In his interview for the book Efficiently Inefficient, Cliff Asness talks about the similarities between judgmental (discretionary) and quantitative investing, stating that both strategies look for cheap stocks with potential catalysts to raise or lower their values. He emphasized how quants use diversification and apply models across thousands of stocks to lower the risk factor, whereas judgmental investors tend to concentrate their holdings, thus relying on in-depth company knowledge. That said, Asness admitted that quant investors do go through periods of underperformance, even with the advantages of thorough data analysis.

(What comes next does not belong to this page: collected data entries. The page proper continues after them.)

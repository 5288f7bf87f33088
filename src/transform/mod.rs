pub mod logging;
pub mod request;

pub use logging::messages_from_wire;
pub use request::build_responses_request;
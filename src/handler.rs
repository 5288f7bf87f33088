use axum::{
    body::Body,
    http::{HeaderMap, Response, StatusCode, header},
};
use bytes::Bytes;
use futures::Stream;
use serde_json::json;
use std::convert::Infallible;
use std::pin::Pin;
use std::sync::Arc;
use std::task::{Context, Poll};
use tokio::sync::mpsc;
use tokio_util::sync::{CancellationToken, DropGuard};
use tracing::{debug, error, info, warn};

use crate::config::{ProxyConfig, Settings};
use crate::endpoint::{EndpointProvider, select_endpoint};
use crate::error::ProxyError;
use crate::models::chat::{Notice, NoticeKind};
use crate::models::responses::{ClientRequest, WEB_SEARCH_TOOL_PREFIX};
use crate::transform::messages_from_wire;
use crate::transport::PassThroughTransport;

/// Shared state handed to every request task. Immutable for the lifetime
/// of the server; requests share nothing else.
pub struct AppState {
    pub config: ProxyConfig,
    pub settings: Settings,
    pub provider: Arc<dyn EndpointProvider>,
}

/// Handle `POST` to an accepted Responses path. The body has already been
/// buffered in full by the router.
pub async fn handle_responses(
    state: Arc<AppState>,
    headers: HeaderMap,
    body: Bytes,
) -> Response<Body> {
    // Authentication comes first; a bad nonce never reaches the upstream.
    if !check_auth(&headers, &state.config.nonce) {
        warn!("Rejected request with missing or invalid bearer nonce");
        return json_error(StatusCode::UNAUTHORIZED, "Invalid authentication", None);
    }

    let mut request: ClientRequest = match serde_json::from_slice(&body) {
        Ok(r) => r,
        Err(e) => {
            error!("Failed to parse request body: {}", e);
            return json_error(
                StatusCode::INTERNAL_SERVER_ERROR,
                "Malformed request body",
                Some(&e.to_string()),
            );
        }
    };

    for notice in filter_unsupported_tools(&mut request) {
        warn!(kind = ?notice.kind, "{}", notice.message);
    }

    let user_initiated = request.is_user_initiated();
    info!(
        model = request.model.as_deref().unwrap_or("<unspecified>"),
        user_initiated, "Incoming completion request"
    );
    log_request_messages(&request);

    let endpoints = match state.provider.endpoints().await {
        Ok(endpoints) => endpoints,
        Err(e) => {
            error!("Endpoint provider failed: {}", e);
            return json_error(
                StatusCode::INTERNAL_SERVER_ERROR,
                "Endpoint provider failed",
                Some(&e.to_string()),
            );
        }
    };

    let selected = match select_endpoint(endpoints, request.model.as_deref()) {
        Ok(endpoint) => endpoint,
        Err(ProxyError::NoEndpoint(message)) => {
            warn!("{}", message);
            return json_error(StatusCode::NOT_FOUND, "No models available", None);
        }
        Err(e) => {
            error!("Endpoint selection failed: {}", e);
            return json_error(
                StatusCode::INTERNAL_SERVER_ERROR,
                "Endpoint selection failed",
                Some(&e.to_string()),
            );
        }
    };
    info!(endpoint = selected.name(), "Selected upstream endpoint");

    let forward_body = match serde_json::to_vec(&request) {
        Ok(b) => Bytes::from(b),
        Err(e) => {
            error!("Failed to re-serialize request: {}", e);
            return json_error(
                StatusCode::INTERNAL_SERVER_ERROR,
                "Serialization failed",
                Some(&e.to_string()),
            );
        }
    };

    let transport =
        PassThroughTransport::new(selected, state.settings.client_identifier.clone());
    let request_id = uuid::Uuid::new_v4().to_string();
    let cancel = CancellationToken::new();
    let (tx, rx) = mpsc::channel::<Bytes>(32);

    // Client-socket closure drops the response body stream, which drops the
    // guard and fires the cancellation signal.
    let client_stream = ClientStream {
        rx,
        _guard: cancel.clone().drop_guard(),
    };

    let task_cancel = cancel.clone();
    tokio::spawn(async move {
        // The status line is committed once streaming starts; failures from
        // here on are logged only.
        match transport.run(forward_body, tx, task_cancel, request_id.clone()).await {
            Ok(Some(result)) => info!(
                request_id = %request_id,
                finish_reason = ?result.finish_reason,
                prompt_tokens = result.usage.prompt_tokens,
                completion_tokens = result.usage.completion_tokens,
                cached_tokens = result.usage.cached_tokens,
                reasoning_tokens = result.usage.reasoning_tokens,
                "Completion finished"
            ),
            Ok(None) => warn!(request_id = %request_id, "Stream ended without completion event"),
            Err(ProxyError::Cancelled) => {
                info!(request_id = %request_id, "Request cancelled by client")
            }
            Err(e) => error!(request_id = %request_id, "Streaming failed: {}", e),
        }
    });

    Response::builder()
        .status(StatusCode::OK)
        .header(header::CONTENT_TYPE, "text/event-stream")
        .header(header::CACHE_CONTROL, "no-cache")
        .header(header::CONNECTION, "keep-alive")
        .body(Body::from_stream(client_stream))
        .unwrap_or_else(|_| Response::new(Body::empty()))
}

/// Compare the bearer token against the server nonce.
pub fn check_auth(headers: &HeaderMap, nonce: &str) -> bool {
    headers
        .get(header::AUTHORIZATION)
        .and_then(|v| v.to_str().ok())
        .and_then(|v| v.strip_prefix("Bearer "))
        .is_some_and(|token| token == nonce)
}

/// Drop tools the upstream cannot execute through this proxy. Never fails
/// the request; each dropped tool produces a warning notice.
pub fn filter_unsupported_tools(request: &mut ClientRequest) -> Vec<Notice> {
    let Some(tools) = &mut request.tools else {
        return Vec::new();
    };

    let mut notices = Vec::new();
    tools.retain(|tool| {
        if tool.kind.starts_with(WEB_SEARCH_TOOL_PREFIX) {
            notices.push(Notice {
                kind: NoticeKind::UnsupportedTool,
                message: format!("Dropped unsupported tool '{}'", tool.kind),
            });
            false
        } else {
            true
        }
    });

    notices
}

/// Best-effort human-readable rendering of the request for the logs.
fn log_request_messages(request: &ClientRequest) {
    if !tracing::enabled!(tracing::Level::DEBUG) {
        return;
    }

    let Ok(wire) = serde_json::to_value(request) else {
        return;
    };

    for message in messages_from_wire(&wire) {
        let calls = message
            .tool_calls
            .as_ref()
            .map(|c| c.len())
            .unwrap_or_default();
        debug!(
            role = ?message.role,
            tool_calls = calls,
            text = %message.joined_text(),
            "Request message"
        );
    }
}

pub(crate) fn json_error(
    status: StatusCode,
    message: &str,
    details: Option<&str>,
) -> Response<Body> {
    let body = match details {
        Some(details) => json!({"error": message, "details": details}),
        None => json!({"error": message}),
    };

    Response::builder()
        .status(status)
        .header(header::CONTENT_TYPE, "application/json")
        .body(Body::from(body.to_string()))
        .unwrap_or_else(|_| Response::new(Body::empty()))
}

/// Client-facing byte stream. Dropping it (client disconnect) releases the
/// guard, firing the request's cancellation token.
struct ClientStream {
    rx: mpsc::Receiver<Bytes>,
    _guard: DropGuard,
}

impl Stream for ClientStream {
    type Item = std::result::Result<Bytes, Infallible>;

    fn poll_next(self: Pin<&mut Self>, cx: &mut Context<'_>) -> Poll<Option<Self::Item>> {
        self.get_mut().rx.poll_recv(cx).map(|opt| opt.map(Ok))
    }
}
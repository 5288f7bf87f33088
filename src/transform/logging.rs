//! Best-effort reverse mapping from the wire-schema request body back to
//! generic chat messages. Exists purely so request logs read as a
//! conversation; malformed shapes are logged and skipped, never failed.

use serde_json::Value;
use tracing::debug;

use crate::models::chat::{ContentPart, RawMessage, Role, ToolCall};

/// Reconstruct a readable message history from a wire request body.
pub fn messages_from_wire(body: &Value) -> Vec<RawMessage> {
    let mut messages = Vec::new();

    let Some(input) = body.get("input") else {
        return messages;
    };

    match input {
        Value::String(text) => messages.push(RawMessage::user_text(text.clone())),
        Value::Array(items) => {
            // Consecutive function_call items are grouped into one
            // synthetic assistant message carrying those tool calls.
            let mut pending_calls: Vec<ToolCall> = Vec::new();

            for item in items {
                if let Some(call) = parse_function_call(item) {
                    pending_calls.push(call);
                    continue;
                }

                flush_calls(&mut pending_calls, &mut messages);

                match convert_item(item) {
                    Some(message) => messages.push(message),
                    None => debug!(item = %item, "Skipping unrecognized input item in log mapping"),
                }
            }

            flush_calls(&mut pending_calls, &mut messages);
        }
        other => debug!(input = %other, "Unexpected input shape in log mapping"),
    }

    messages
}

fn flush_calls(pending: &mut Vec<ToolCall>, messages: &mut Vec<RawMessage>) {
    if pending.is_empty() {
        return;
    }

    let mut message = RawMessage::new(Role::Assistant, Vec::new());
    message.tool_calls = Some(std::mem::take(pending));
    messages.push(message);
}

fn parse_function_call(item: &Value) -> Option<ToolCall> {
    if item.get("type").and_then(Value::as_str) != Some("function_call") {
        return None;
    }

    Some(ToolCall {
        id: item
            .get("call_id")
            .or_else(|| item.get("id"))
            .and_then(Value::as_str)
            .unwrap_or_default()
            .to_string(),
        name: item.get("name").and_then(Value::as_str)?.to_string(),
        arguments: item
            .get("arguments")
            .and_then(Value::as_str)
            .unwrap_or_default()
            .to_string(),
    })
}

fn convert_item(item: &Value) -> Option<RawMessage> {
    match item.get("type").and_then(Value::as_str) {
        Some("message") | None => {
            let role = match item.get("role").and_then(Value::as_str)? {
                "system" | "developer" => Role::System,
                "user" => Role::User,
                "assistant" => Role::Assistant,
                _ => return None,
            };

            let content = match item.get("content") {
                Some(Value::String(text)) => vec![ContentPart::text(text.clone())],
                Some(Value::Array(parts)) => parts.iter().filter_map(convert_part).collect(),
                _ => Vec::new(),
            };

            Some(RawMessage::new(role, content))
        }
        Some("function_call_output") => {
            let mut message = RawMessage::new(
                Role::Tool,
                vec![ContentPart::text(
                    item.get("output")
                        .and_then(Value::as_str)
                        .unwrap_or_default(),
                )],
            );
            message.tool_call_id = item
                .get("call_id")
                .and_then(Value::as_str)
                .map(str::to_string);
            Some(message)
        }
        Some("reasoning") => Some(RawMessage::new(
            Role::Assistant,
            vec![ContentPart::Thinking {
                id: item
                    .get("id")
                    .and_then(Value::as_str)
                    .unwrap_or_default()
                    .to_string(),
                encrypted_content: item
                    .get("encrypted_content")
                    .and_then(Value::as_str)
                    .map(str::to_string),
            }],
        )),
        _ => None,
    }
}

fn convert_part(part: &Value) -> Option<ContentPart> {
    match part.get("type").and_then(Value::as_str)? {
        "input_text" | "output_text" | "text" => Some(ContentPart::text(
            part.get("text").and_then(Value::as_str)?.to_string(),
        )),
        "refusal" => Some(ContentPart::text(
            part.get("refusal").and_then(Value::as_str)?.to_string(),
        )),
        "input_image" => Some(ContentPart::Image {
            url: part
                .get("image_url")
                .and_then(Value::as_str)
                .unwrap_or_default()
                .to_string(),
        }),
        _ => Some(ContentPart::Opaque { data: part.clone() }),
    }
}
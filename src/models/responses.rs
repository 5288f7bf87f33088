use serde::{Deserialize, Serialize};
use serde_json::Value;

/// Tool types starting with this prefix are server-side search tools the
/// upstream cannot execute through this proxy; they are filtered out of
/// requests with a warning notice.
pub const WEB_SEARCH_TOOL_PREFIX: &str = "web_search";

/// Request body as received from the proxy client.
///
/// Only the fields the handler inspects are typed; everything else is
/// captured in `extra` and forwarded to the upstream untouched.
#[derive(Debug, Clone, Deserialize, Serialize)]
pub struct ClientRequest {
    #[serde(skip_serializing_if = "Option::is_none")]
    pub model: Option<String>,

    pub input: InputPayload,

    #[serde(skip_serializing_if = "Option::is_none")]
    pub tools: Option<Vec<ToolDefinition>>,

    #[serde(flatten)]
    pub extra: serde_json::Map<String, Value>,
}

impl ClientRequest {
    /// Whether the triggering input item was authored by the user: a plain
    /// string input, or a structured item whose role is `user`.
    pub fn is_user_initiated(&self) -> bool {
        match &self.input {
            InputPayload::Text(_) => true,
            InputPayload::Items(items) => items
                .last()
                .and_then(|item| item.get("role"))
                .and_then(Value::as_str)
                .is_some_and(|role| role == "user"),
        }
    }
}

/// The `input` field accepts either a bare prompt string or a list of
/// structured items.
#[derive(Debug, Clone, Deserialize, Serialize)]
#[serde(untagged)]
pub enum InputPayload {
    Text(String),
    Items(Vec<Value>),
}

/// A tool definition in the wire schema. Only the discriminator is typed;
/// the rest passes through.
#[derive(Debug, Clone, Deserialize, Serialize)]
pub struct ToolDefinition {
    #[serde(rename = "type")]
    pub kind: String,

    #[serde(flatten)]
    pub extra: serde_json::Map<String, Value>,
}

/// Outbound request body built by the request-direction translator.
#[derive(Debug, Clone, Deserialize, Serialize)]
pub struct ResponsesRequest {
    pub model: String,

    pub input: Vec<InputItem>,

    #[serde(skip_serializing_if = "Option::is_none")]
    pub tools: Option<Vec<Value>>,

    #[serde(skip_serializing_if = "Option::is_none")]
    pub tool_choice: Option<Value>,

    #[serde(skip_serializing_if = "Option::is_none")]
    pub top_p: Option<f64>,

    #[serde(skip_serializing_if = "Option::is_none")]
    pub max_output_tokens: Option<u64>,

    #[serde(skip_serializing_if = "Option::is_none")]
    pub top_logprobs: Option<u32>,

    pub stream: bool,

    pub truncation: String,

    #[serde(skip_serializing_if = "Option::is_none")]
    pub reasoning: Option<ReasoningParams>,

    #[serde(skip_serializing_if = "Option::is_none")]
    pub text: Option<TextParams>,

    pub store: bool,

    pub include: Vec<String>,

    #[serde(skip_serializing_if = "Option::is_none")]
    pub previous_response_id: Option<String>,
}

#[derive(Debug, Clone, Deserialize, Serialize)]
pub struct ReasoningParams {
    #[serde(skip_serializing_if = "Option::is_none")]
    pub effort: Option<String>,

    #[serde(skip_serializing_if = "Option::is_none")]
    pub summary: Option<String>,
}

#[derive(Debug, Clone, Deserialize, Serialize)]
pub struct TextParams {
    pub verbosity: String,
}

/// A structured item in the `input` array.
///
/// The `Raw` variant carries opaque content parts and any item shape this
/// proxy does not model, so translation never drops collaborator data.
#[derive(Debug, Clone, Deserialize, Serialize)]
#[serde(untagged)]
pub enum InputItem {
    Known(KnownInputItem),
    Raw(Value),
}

#[derive(Debug, Clone, Deserialize, Serialize)]
#[serde(tag = "type", rename_all = "snake_case")]
pub enum KnownInputItem {
    Message {
        role: String,
        content: Vec<InputItem>,
    },
    InputText {
        text: String,
    },
    InputImage {
        image_url: String,
    },
    OutputText {
        text: String,
    },
    FunctionCall {
        call_id: String,
        name: String,
        arguments: String,
    },
    FunctionCallOutput {
        call_id: String,
        output: String,
    },
    Reasoning {
        id: String,
        #[serde(skip_serializing_if = "Option::is_none")]
        summary: Option<Vec<SummaryPart>>,
        #[serde(skip_serializing_if = "Option::is_none")]
        encrypted_content: Option<String>,
    },
}

impl InputItem {
    pub fn message(role: &str, content: Vec<InputItem>) -> Self {
        InputItem::Known(KnownInputItem::Message {
            role: role.to_string(),
            content,
        })
    }

    pub fn input_text(text: impl Into<String>) -> Self {
        InputItem::Known(KnownInputItem::InputText { text: text.into() })
    }

    pub fn output_text(text: impl Into<String>) -> Self {
        InputItem::Known(KnownInputItem::OutputText { text: text.into() })
    }
}

#[derive(Debug, Clone, Deserialize, Serialize)]
pub struct SummaryPart {
    pub text: String,

    #[serde(flatten)]
    pub extra: serde_json::Map<String, Value>,
}

/// An output item carried by `response.output_item.*` events and the
/// terminal `response.completed` payload. Unknown item types fall into
/// `Unknown` and are ignored, keeping the accumulator forward-compatible.
#[derive(Debug, Clone, Deserialize, Serialize)]
#[serde(untagged)]
pub enum OutputItem {
    Known(KnownOutputItem),
    Unknown(Value),
}

#[derive(Debug, Clone, Deserialize, Serialize)]
#[serde(tag = "type", rename_all = "snake_case")]
pub enum KnownOutputItem {
    Message {
        #[serde(skip_serializing_if = "Option::is_none")]
        id: Option<String>,
        #[serde(skip_serializing_if = "Option::is_none")]
        role: Option<String>,
        content: Vec<OutputContent>,
    },
    FunctionCall {
        #[serde(skip_serializing_if = "Option::is_none")]
        id: Option<String>,
        #[serde(skip_serializing_if = "Option::is_none")]
        call_id: Option<String>,
        name: String,
        #[serde(default)]
        arguments: String,
    },
    Reasoning {
        id: String,
        #[serde(skip_serializing_if = "Option::is_none")]
        summary: Option<Vec<SummaryPart>>,
        #[serde(skip_serializing_if = "Option::is_none")]
        encrypted_content: Option<String>,
    },
    ImageGenerationCall {
        #[serde(skip_serializing_if = "Option::is_none")]
        id: Option<String>,
        /// Base64-encoded image payload.
        #[serde(skip_serializing_if = "Option::is_none")]
        result: Option<String>,
    },
}

#[derive(Debug, Clone, Deserialize, Serialize)]
#[serde(untagged)]
pub enum OutputContent {
    Known(KnownOutputContent),
    Unknown(Value),
}

#[derive(Debug, Clone, Deserialize, Serialize)]
#[serde(tag = "type", rename_all = "snake_case")]
pub enum KnownOutputContent {
    OutputText {
        text: String,
        #[serde(skip_serializing_if = "Option::is_none")]
        logprobs: Option<Vec<WireLogProb>>,
    },
    Refusal {
        refusal: String,
    },
}

#[derive(Debug, Clone, Deserialize, Serialize)]
pub struct WireLogProb {
    #[serde(default)]
    pub token: String,
    pub logprob: f64,
}

/// Payload of a `response.output_text.delta` event.
#[derive(Debug, Clone, Deserialize)]
pub struct OutputTextDelta {
    pub delta: String,

    #[serde(default)]
    pub logprobs: Vec<WireLogProb>,
}

/// Payload of `response.output_item.added` / `response.output_item.done`.
#[derive(Debug, Clone, Deserialize)]
pub struct OutputItemEvent {
    pub item: OutputItem,
}

/// Payload of a `response.reasoning_summary_text.delta` event.
#[derive(Debug, Clone, Deserialize)]
pub struct SummaryTextDelta {
    pub delta: String,
}

/// Payload of a `response.reasoning_summary_part.done` event.
#[derive(Debug, Clone, Deserialize)]
pub struct SummaryPartDone {
    pub part: SummaryPart,
}

/// Payload of the terminal `response.completed` event.
#[derive(Debug, Clone, Deserialize)]
pub struct ResponseCompleted {
    pub response: ResponsePayload,
}

#[derive(Debug, Clone, Deserialize)]
pub struct ResponsePayload {
    #[serde(default)]
    pub id: Option<String>,

    #[serde(default)]
    pub status: Option<String>,

    #[serde(default)]
    pub incomplete_details: Option<IncompleteDetails>,

    #[serde(default)]
    pub output: Vec<OutputItem>,

    #[serde(default)]
    pub usage: Option<WireUsage>,
}

#[derive(Debug, Clone, Deserialize)]
pub struct IncompleteDetails {
    #[serde(default)]
    pub reason: Option<String>,
}

#[derive(Debug, Clone, Deserialize, Default)]
pub struct WireUsage {
    #[serde(default)]
    pub input_tokens: u64,

    #[serde(default)]
    pub output_tokens: u64,

    #[serde(default)]
    pub input_tokens_details: Option<InputTokensDetails>,

    #[serde(default)]
    pub output_tokens_details: Option<OutputTokensDetails>,
}

#[derive(Debug, Clone, Deserialize, Default)]
pub struct InputTokensDetails {
    #[serde(default)]
    pub cached_tokens: u64,
}

#[derive(Debug, Clone, Deserialize, Default)]
pub struct OutputTokensDetails {
    #[serde(default)]
    pub reasoning_tokens: u64,
}

/// Payload of an `error` event.
#[derive(Debug, Clone, Deserialize)]
pub struct ErrorPayload {
    #[serde(default)]
    pub code: Option<String>,

    #[serde(default)]
    pub message: String,
}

Bitcoin: Little More Than a Speculative Bubble
Asness has had much to say about Bitcoin over the years. According to the billionaire, the cryptocurrency remains in a speculative bubble after the post-election rally carried it over the $100,000 mark. Speaking on the cryptocurrency on CNBC’s Money Movers, Asness stated the following:
“I’m on the bubble side, on net. To move me off that, you really need not a price change, but a use case. That’s what could convince me to become maybe more of a crypto person when I find any use for it, aside from speculation and criminality.”
Following a massive year-end surge following president-elect Donald Trump’s victory, Bitcoin surged 120% in 2024. With hopes of a national strategic Bitcoin reserve and pro-industry deregulation, investors expected Trump to bring about a golden age of crypto. Although Asness doesn’t harbor good prospects for Bitcoin, he stated that he wouldn’t short the cryptocurrency either, due to the volatile nature of crypto.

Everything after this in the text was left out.